Participants celebrated the “progress” made since a similar event held a year ago, according to the Oregonian, the state’s largest newspaper. In just one sign of the disconnect between those who gathered to slap backs and read white papers and the realities faced by most of the state’s population, Governor Ted Kulongoski, a Democrat, offered this remark to his audience:

“Today, we can look in the rearview mirror and see the hard times fading behind us and then look ahead to much better times not far down the road.”

In fact, the view afforded in Oregon’s rearview mirror is very much connected with what is visible “down the road,” and neither inspires confidence. Such remarks only serve to highlight the gaping divide that separates the ruling class and Oregon’s working class.

The state of Oregon, situated on the West Coast of the US between Washington to the north and California to the south, is home to 3.4 million people, 11.6 percent of whom lived in poverty during 1999, according to US Census figures.

A major report released in October 2002 by the Oregon Center for Public Policy (OCPP), a non-profit group, provides a clearer picture of how the working class and middle class fared during the “boom” of the 1990s, the first half of which saw the state’s high-tech industry expand dramatically.

“Despite broad gains during the late 1990s, the benefits of Oregon’s expansion were distributed very unequally,” the report’s introduction states. “Earnings, wages and income all grew in the late 1990s, but the distribution of gains was highly unequal. The adjusted gross income of the richest 1 percent of Oregonians grew 98 percent between 1989 and 2000, while the typical Oregonian’s income rose just 9 percent. By the late 1990s, Oregon had one of the most unequal distributions of income in the country.”

Oregon is highly dependent upon agriculture, which has been subject to falling commodity prices in the face of globalized competition and is heavily reliant on poorly paid workers, many of whom are undocumented Hispanic residents.

As the OCPP notes in a report released last Labor Day, Oregon’s economic trends are “largely determined” by the national economy. Some 45,000 jobs in the state have been lost since the start of the last recession, and 6,300 more have been lost since the national recession was declared to be over.

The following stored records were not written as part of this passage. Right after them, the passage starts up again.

//! Prompt assembly.
//!
//! Static instruction blocks live in `prompts/*.txt` and are compiled in
//! with `include_str!`; the functions here splice dynamic material into
//! them. Violations and payloads are always embedded verbatim so the model
//! sees exactly what failed.

use serde_json::Value;

use crate::artifact::{BookPlan, ChapterBrief, ChapterOutline, ScenePlan};
use crate::critique::{CritiqueContext, CritiqueFindings};
use crate::skeleton::json_skeleton_string;

/// Marker opening a revised chapter in a revision response.
pub const REVISED_START: &str = "<REVISED_CHAPTER_START>";
/// Marker closing a revised chapter in a revision response.
pub const REVISED_END: &str = "<REVISED_CHAPTER_END>";

/// System prompt for the planning stage.
pub fn planner_system() -> &'static str {
    include_str!("prompts/planner_system.txt")
}

/// Initial planning prompt: the author's materials plus shape coercion.
pub fn plan_prompt(materials: &str, schema: &Value) -> String {
    let mut prompt = String::new();
    prompt.push_str("Produce the complete book plan for the project described below.\n\n");
    prompt.push_str("PROJECT MATERIALS:\n");
    prompt.push_str(materials.trim());
    prompt.push_str("\n\n");
    prompt.push_str(&coercion_instruction(schema));
    prompt
}

/// Shape-coercion block: the schema and a minimal instance of it.
pub fn coercion_instruction(schema: &Value) -> String {
    format!(
        "Your answer must be a single JSON object conforming to this JSON Schema:\n\
         {schema}\n\n\
         Here is a minimal instance of the required shape (fill it out fully, \
         do not leave placeholder values):\n\
         {skeleton}\n",
        skeleton = json_skeleton_string(schema)
    )
}

/// Brief-planning prompt: expand one outline entry into a full chapter
/// brief, anchored to the plan and the story so far.
pub fn chapter_brief_prompt(
    plan: &BookPlan,
    outline: &ChapterOutline,
    story_so_far: &str,
    schema: &Value,
) -> String {
    let mut prompt = String::new();
    prompt.push_str(&format!(
        "Plan chapter {} of \"{}\" in detail: beats, scenes, setups, payoffs, \
         and foreshadowing.\n\n",
        outline.number, plan.project.title
    ));
    prompt.push_str(&format!("LOGLINE: {}\n", plan.logline));
    if !plan.themes.is_empty() {
        prompt.push_str(&format!("THEMES: {}\n", plan.themes.join(", ")));
    }
    if !plan.characters.is_empty() {
        prompt.push_str("CAST:\n");
        for (name, character) in &plan.characters {
            prompt.push_str(&format!("- {name}: {}\n", character.description));
        }
    }
    prompt.push_str(&format!(
        "\nOUTLINE ENTRY FOR THIS CHAPTER:\n\
         Chapter {}: \"{}\" ({} words)\n{}\n\n",
        outline.number, outline.title, outline.target_words, outline.description
    ));
    if !story_so_far.trim().is_empty() {
        prompt.push_str("THE STORY SO FAR:\n");
        prompt.push_str(story_so_far.trim());
        prompt.push_str("\n\n");
    }
    prompt.push_str(
        "The meta fields must copy the outline entry exactly: its chapter \
         number, its title, and its word target.\n\n",
    );
    prompt.push_str(&coercion_instruction(schema));
    prompt
}

/// Corrective nudge after a reply contained no parseable JSON.
pub fn json_corrective() -> &'static str {
    "Your previous reply did not contain a parseable JSON value. Respond again \
     with ONLY the JSON object. No prose, no markdown fences, no commentary \
     before or after it."
}

/// Repair prompt: the exact rejected payload and the exact violations.
pub fn repair_prompt(payload: &Value, violations: &[String], schema: &Value) -> String {
    let pretty = serde_json::to_string_pretty(payload).unwrap_or_else(|_| payload.to_string());
    let mut prompt = String::new();
    prompt.push_str("Your previous JSON answer was rejected. Here is exactly what you sent:\n\n");
    prompt.push_str(&pretty);
    prompt.push_str("\n\nIt violates the schema in these ways:\n");
    for violation in violations {
        prompt.push_str("- ");
        prompt.push_str(violation);
        prompt.push('\n');
    }
    prompt.push_str(
        "\nFix every violation listed above and resend the COMPLETE corrected JSON \
         object. Keep everything that was already valid. Output only the JSON.\n\n",
    );
    prompt.push_str(&format!("The schema, again:\n{schema}\n"));
    prompt
}

/// System prompt for chapter drafting: base rules plus project constraints.
pub fn writer_system(constraints_block: &str) -> String {
    let mut prompt = String::new();
    prompt.push_str(include_str!("prompts/writer_base.txt"));
    prompt.push_str("\nPROJECT CONSTRAINTS:\n");
    prompt.push_str(constraints_block);
    prompt
}

/// Drafting prompt for one chapter.
pub fn chapter_prompt(brief: &ChapterBrief, story_so_far: &str, previous_excerpt: &str) -> String {
    let mut prompt = String::new();
    prompt.push_str(&format!(
        "Write chapter {} of the book: \"{}\". Target length: about {} words.\n\n",
        brief.meta.chapter_number, brief.meta.chapter_title, brief.meta.target_words
    ));
    if !story_so_far.trim().is_empty() {
        prompt.push_str("THE STORY SO FAR:\n");
        prompt.push_str(story_so_far.trim());
        prompt.push_str("\n\n");
    }
    if !previous_excerpt.trim().is_empty() {
        prompt.push_str("CLOSING LINES OF THE PREVIOUS CHAPTER (pick up from here):\n");
        prompt.push_str(previous_excerpt.trim());
        prompt.push_str("\n\n");
    }
    if !brief.narrative_beats.is_empty() {
        prompt.push_str("BEATS THIS CHAPTER MUST DELIVER:\n");
        for beat in &brief.narrative_beats {
            prompt.push_str("- ");
            prompt.push_str(beat);
            prompt.push('\n');
        }
        prompt.push('\n');
    }
    if !brief.scenes.is_empty() {
        prompt.push_str("SCENE PLAN:\n");
        prompt.push_str(&format_scenes(&brief.scenes));
        prompt.push('\n');
    }
    for (label, items) in [
        ("SETUPS TO PLANT", &brief.setups),
        ("PAYOFFS TO DELIVER", &brief.payoffs),
        ("FORESHADOWING", &brief.foreshadowing),
    ] {
        if !items.is_empty() {
            prompt.push_str(label);
            prompt.push_str(":\n");
            for item in items {
                prompt.push_str("- ");
                prompt.push_str(item);
                prompt.push('\n');
            }
            prompt.push('\n');
        }
    }
    if !brief.style_checks.forbid_inner_monologue_terms.is_empty() {
        prompt.push_str(&format!(
            "NEVER use these words in narration: {}.\n\n",
            brief.style_checks.forbid_inner_monologue_terms.join(", ")
        ));
    }
    prompt.push_str("Write the full chapter now.\n");
    prompt
}

/// Redraft prompt after local quality checks failed.
pub fn quality_revision_prompt(brief: &ChapterBrief, draft: &str, issues: &[String]) -> String {
    let mut prompt = String::new();
    prompt.push_str(&format!(
        "Your draft of chapter {} has mechanical problems. Here is the draft:\n\n",
        brief.meta.chapter_number
    ));
    prompt.push_str(draft.trim());
    prompt.push_str("\n\nPROBLEMS FOUND:\n");
    for issue in issues {
        prompt.push_str("- ");
        prompt.push_str(issue);
        prompt.push('\n');
    }
    prompt.push_str(&format!(
        "\nRewrite the complete chapter fixing every problem above. Keep the same \
         events and beats. Target length remains about {} words.\n",
        brief.meta.target_words
    ));
    prompt
}

/// Critique prompt: the rubric, the brief, the story context, and the
/// chapter text.
pub fn critique_prompt(
    brief: &ChapterBrief,
    chapter: &str,
    context: &CritiqueContext,
    local_red_flags: &[String],
) -> String {
    let mut prompt = String::new();
    prompt.push_str(include_str!("prompts/critic_rubric.txt"));
    prompt.push_str("\nCHAPTER BRIEF:\n");
    if let Ok(brief_json) = serde_json::to_string_pretty(brief) {
        prompt.push_str(&brief_json);
    }
    prompt.push_str("\n\nCONTEXT (do not repeat back, just use it when judging):\n");
    if !context.story_so_far.trim().is_empty() {
        prompt.push_str("The story so far:\n");
        prompt.push_str(context.story_so_far.trim());
        prompt.push('\n');
    }
    if let Some(excerpt) = context
        .previous_excerpt
        .as_deref()
        .filter(|e| !e.trim().is_empty())
    {
        prompt.push_str("Closing lines of the previous chapter:\n");
        prompt.push_str(excerpt.trim());
        prompt.push('\n');
    }
    if !context.constraints_summary.trim().is_empty() {
        prompt.push_str("Project constraints:\n");
        prompt.push_str(context.constraints_summary.trim());
        prompt.push('\n');
    }
    if !local_red_flags.is_empty() {
        prompt.push_str("\n\nDEFECTS ALREADY DETECTED MECHANICALLY (include these in red_flags):\n");
        for flag in local_red_flags {
            prompt.push_str("- ");
            prompt.push_str(flag);
            prompt.push('\n');
        }
    }
    prompt.push_str("\n\nCHAPTER TEXT:\n");
    prompt.push_str(chapter.trim());
    prompt.push('\n');
    prompt
}

/// Revision prompt: the findings verbatim, with output markers.
pub fn revision_prompt(
    brief: &ChapterBrief,
    chapter: &str,
    findings: &CritiqueFindings,
    reasons: &[String],
) -> String {
    let mut prompt = String::new();
    prompt.push_str(&format!(
        "Revise chapter {} to address an editor's critique. The current text:\n\n",
        brief.meta.chapter_number
    ));
    prompt.push_str(chapter.trim());
    prompt.push_str("\n\nWHY THE CHAPTER WAS REJECTED:\n");
    for reason in reasons {
        prompt.push_str("- ");
        prompt.push_str(reason);
        prompt.push('\n');
    }
    if !findings.fix_list.is_empty() {
        prompt.push_str("\nTHE EDITOR'S FIX LIST, in priority order:\n");
        for fix in &findings.fix_list {
            prompt.push_str("- ");
            prompt.push_str(fix);
            prompt.push('\n');
        }
    }
    if !findings.strengths.is_empty() {
        prompt.push_str("\nKEEP THESE STRENGTHS INTACT:\n");
        for strength in &findings.strengths {
            prompt.push_str("- ");
            prompt.push_str(strength);
            prompt.push('\n');
        }
    }
    prompt.push_str(&format!(
        "\nNon-negotiable: keep the chapter heading format, every beat from the \
         brief, and a length of about {} words.\n\n\
         Output the complete revised chapter between these exact markers:\n\
         {REVISED_START}\n...revised chapter...\n{REVISED_END}\n",
        brief.meta.target_words
    ));
    prompt
}

/// Continuity extraction prompt for a finished chapter.
pub fn continuity_prompt(chapter_number: u32, chapter: &str, schema: &Value) -> String {
    let mut prompt = String::new();
    prompt.push_str(&format!(
        "Read chapter {chapter_number} below and extract its continuity facts: \
         which characters are introduced or developed, which plot threads are \
         opened, advanced, or resolved, the key events, and a 2-4 sentence \
         summary. Use the exact character and thread names from the text.\n\n"
    ));
    prompt.push_str("CHAPTER TEXT:\n");
    prompt.push_str(chapter.trim());
    prompt.push_str("\n\n");
    prompt.push_str(&coercion_instruction(schema));
    prompt
}

/// Render a scene plan as a numbered list.
pub fn format_scenes(scenes: &[ScenePlan]) -> String {
    let mut block = String::new();
    for (index, scene) in scenes.iter().enumerate() {
        block.push_str(&format!("{}. {}: {}", index + 1, scene.heading, scene.summary));
        if !scene.characters.is_empty() {
            block.push_str(&format!(" (on stage: {})", scene.characters.join(", ")));
        }
        block.push('\n');
    }
    block
}

/// Extract the revised chapter between markers, if present.
pub fn extract_revised(text: &str) -> Option<&str> {
    let start = text.find(REVISED_START)? + REVISED_START.len();
    let end = text[start..].find(REVISED_END)? + start;
    let revised = text[start..end].trim();
    if revised.is_empty() {
        None
    } else {
        Some(revised)
    }
}

#[cfg(test)]
mod tests {
    use super::*;
    use serde_json::json;

    #[test]
    fn test_repair_prompt_embeds_verbatim() {
        let payload = json!({"project": {"title": "Heart on Margin"}});
        let violations = vec![
            "/project/title: \"Heart on Margin\" must equal \"Hearts on Margin\"".to_string(),
        ];
        let schema = json!({"type": "object"});
        let prompt = repair_prompt(&payload, &violations, &schema);
        assert!(prompt.contains("Heart on Margin"));
        assert!(prompt.contains("must equal \"Hearts on Margin\""));
        assert!(prompt.contains("\"type\": \"object\"") || prompt.contains("{\"type\":\"object\"}"));
    }

    #[test]
    fn test_coercion_includes_skeleton() {
        let schema = json!({
            "type": "object",
            "required": ["title"],
            "properties": {"title": {"type": "string"}}
        });
        let block = coercion_instruction(&schema);
        assert!(block.contains("{\"title\":\"\"}"));
    }

    #[test]
    fn test_extract_revised() {
        let reply = format!("notes\n{REVISED_START}\n# Chapter 1\n\nText.\n{REVISED_END}\ntrailing");
        assert_eq!(extract_revised(&reply), Some("# Chapter 1\n\nText."));
        assert_eq!(extract_revised("no markers here"), None);
        let empty = format!("{REVISED_START}{REVISED_END}");
        assert_eq!(extract_revised(&empty), None);
    }

    #[test]
    fn test_format_scenes() {
        let scenes = vec![ScenePlan {
            heading: "Opening Bell".to_string(),
            summary: "Mara spots the anomaly".to_string(),
            characters: vec!["Mara".to_string()],
        }];
        let block = format_scenes(&scenes);
        assert_eq!(block, "1. Opening Bell: Mara spots the anomaly (on stage: Mara)\n");
    }
}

If one looks back farther than Kulongoski’s rearview mirror, it is clear that these job losses cannot be dismissed as a product of the latest recession. An analysis of private sector job data maintained by the Oregon Employment Department shows that a dramatic transformation of the state’s economy has occurred over the last quarter century, as higher-paying, “family-wage” jobs have been gradually replaced by lower-paying jobs in the service sector.

Statistics show that in 1976, manufacturing jobs—which typically offer some of the best paychecks for workers—accounted for 29 percent of the more than 670,300 jobs that were available at the time. By contrast, jobs in the service sector comprised only 20 percent.

Twenty-five years later, the ratio of these two job categories had flip-flopped. In 2000, manufacturing jobs accounted for 18 percent of Oregon’s private sector employment—a decline of 11 percent. Service jobs, as a segment of the state’s job pool, accounted for 32 percent—an increase of 11 percent.

This transformation of Oregon’s economic landscape has been accompanied by—and is an organic part of—the shift of wealth from the working masses to the economic elite. No better example of the corporate criminality involved in this process is the case of Enron, the Texas-based energy trading firm that filed for bankruptcy two years ago.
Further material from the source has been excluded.